Walking along the sidewalk...
Swell day, somewhat sunny.
I didn't mind it one bit either, some breeze here and there. I just needed to clear my mind a bit, because sometimes in society, your mind gets full and you just need to vent.
And vent about what? I might ask.
Life. The feeling of being so busy and absorbed in day by day duties that you suddenly become aware of how pointless and stressful your time really is. To vent that feeling where everything inside of you is active and brooding for the kill, because if the feeling stays in you long enough, it shows.
Which is why I went outside to this abandoned sidewalk...
And as I walk, my environment changes, I travel further and further away from the swell sunny day. Overcast of cloud and fog engulf me, hiding a forest of the great oaks. The root ends cover the sidewalk.
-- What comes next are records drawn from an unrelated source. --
//! Millisecond wall clocks for the driver.

use std::time::{SystemTime, UNIX_EPOCH};

use tokio::time::Instant;

pub trait Clock: Send + Sync + 'static {
    /// Milliseconds since Unix epoch.
    fn now_ms(&self) -> u64;
}

#[derive(Clone, Copy, Debug, Default)]
pub struct SystemClock;

impl Clock for SystemClock {
    fn now_ms(&self) -> u64 {
        SystemTime::now()
            .duration_since(UNIX_EPOCH)
            .map_or(0, |d| u64::try_from(d.as_millis()).unwrap_or(u64::MAX))
    }
}

/// Wall-clock base advanced by tokio's monotonic clock. Under a paused tokio
/// runtime this is a virtual clock that only moves when time is advanced.
#[derive(Clone, Copy, Debug)]
pub struct TokioClock {
    base_ms: u64,
    origin: Instant,
}

impl TokioClock {
    #[must_use]
    pub fn new() -> Self {
        Self::starting_at(SystemClock.now_ms())
    }

    #[must_use]
    pub fn starting_at(base_ms: u64) -> Self {
        Self { base_ms, origin: Instant::now() }
    }
}

impl Default for TokioClock {
    fn default() -> Self {
        Self::new()
    }
}

impl Clock for TokioClock {
    fn now_ms(&self) -> u64 {
        let elapsed = u64::try_from(self.origin.elapsed().as_millis()).unwrap_or(u64::MAX);
        self.base_ms.saturating_add(elapsed)
    }
}

#[cfg(test)]
mod tests {
    use super::*;
    use std::time::Duration;

    #[tokio::test(start_paused = true)]
    async fn tokio_clock_follows_paused_time() {
        let clock = TokioClock::starting_at(5_000);
        assert_eq!(clock.now_ms(), 5_000);
        tokio::time::advance(Duration::from_millis(1_250)).await;
        assert_eq!(clock.now_ms(), 6_250);
    }

    #[test]
    fn system_clock_is_after_2021() {
        assert!(SystemClock.now_ms() > 1_636_070_400_000);
    }
}
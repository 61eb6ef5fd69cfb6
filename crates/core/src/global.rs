//! Process-wide shared [`Shutdown`].
//!
//! Prefer constructing a [`Shutdown`] and passing it to the components that
//! register actions. This facade exists for call sites that cannot be handed
//! one. It has an explicit lifecycle: nothing works before [`init_global`],
//! and [`reset_global`] detaches the shared instance again.

use crate::config::ShutdownConfig;
use crate::context::ShutdownContext;
use crate::error::{Result, ShutdownError};
use crate::shutdown::{Shutdown, ShutdownOutcome};
use std::collections::BTreeSet;
use std::future::Future;
use std::sync::{Arc, PoisonError, RwLock};
use tokio::task::JoinHandle;

static GLOBAL: RwLock<Option<Arc<Shutdown>>> = RwLock::new(None);

/// Install a fresh shared instance, replacing any previous one.
pub fn init_global(config: ShutdownConfig) -> Arc<Shutdown> {
    let shutdown = Arc::new(Shutdown::with_config(config));
    *GLOBAL.write().unwrap_or_else(PoisonError::into_inner) = Some(Arc::clone(&shutdown));

    tracing::debug!(timeout_ms = shutdown.timeout().as_millis() as u64, "global shutdown initialized");
    shutdown
}

/// Detach the shared instance and return it.
pub fn reset_global() -> Option<Arc<Shutdown>> {
    GLOBAL.write().unwrap_or_else(PoisonError::into_inner).take()
}

/// The shared instance.
pub fn global() -> Result<Arc<Shutdown>> {
    GLOBAL
        .read()
        .unwrap_or_else(PoisonError::into_inner)
        .clone()
        .ok_or(ShutdownError::NotInitialized)
}

/// See [`Shutdown::add`].
pub fn add<F, Fut>(name: impl Into<String>, action: F, dependencies: &[&str]) -> Result<()>
where
    F: FnOnce(ShutdownContext) -> Fut + Send + 'static,
    Fut: Future<Output = ()> + Send + 'static,
{
    global()?.add(name, action, dependencies)
}

/// See [`Shutdown::must_add`]. Also panics if the shared instance is missing.
pub fn must_add<F, Fut>(name: impl Into<String>, action: F, dependencies: &[&str])
where
    F: FnOnce(ShutdownContext) -> Fut + Send + 'static,
    Fut: Future<Output = ()> + Send + 'static,
{
    if let Err(e) = add(name, action, dependencies) {
        panic!("failed to register shutdown action: {}", e);
    }
}

pub fn node_names() -> Result<BTreeSet<String>> {
    Ok(global()?.node_names())
}

pub async fn trigger() -> Result<()> {
    global()?.trigger().await;
    Ok(())
}

pub async fn wait() -> Result<ShutdownOutcome> {
    Ok(global()?.wait().await)
}

pub fn force_stop() -> Result<()> {
    global()?.force_stop();
    Ok(())
}

pub fn listen_for_signals() -> Result<JoinHandle<()>> {
    global()?.listen_for_signals()
}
The air clear enough to see what's ahead, but too dense to see what's beyond.
This sidewalk expresses me for what I feel, lost from what limited sight I have, longing for the stability these oaks stand on. This place is my reality, to remain in the shadows, to remain isolated from the things I loved. All of this wasted because of myself, my dark, lonesome self, and all I can do is wait for one who dares explore this part of me.
And I stop for a moment, the reality finally settled in, my world finally complete. And I stand alone, dagger in hand, waiting to see my prey, my kill.
And instead bitterly drove the dagger straight into my own heart. I struggle as I fell down, the blood rushing out of my system till I drove the dagger right back out from whence it came. And at that point the bleeding slows, I rise from my own bloody corpse.. I place my sight straight ahead, and turn around and see nothing, nothing that I could kill, nothing I could possibly harm or torture...
Except for You.
You followed me down this sidewalk. You followed far enough behind to hide in the fog. You see the world I made, and you defiled it by your presence.
Now there you are at the roots of the great oaks. And there you struggle. Struggle to escape. Every limb of your system grows more pain as you struggle, and the harder you struggle, the more pain that's injected into your system.
And I walk toward you, back along the sidewalk. You see my dagger shining, stained red with my own blood. Because you realized that you came too far walking along this sidewalk for me let you go.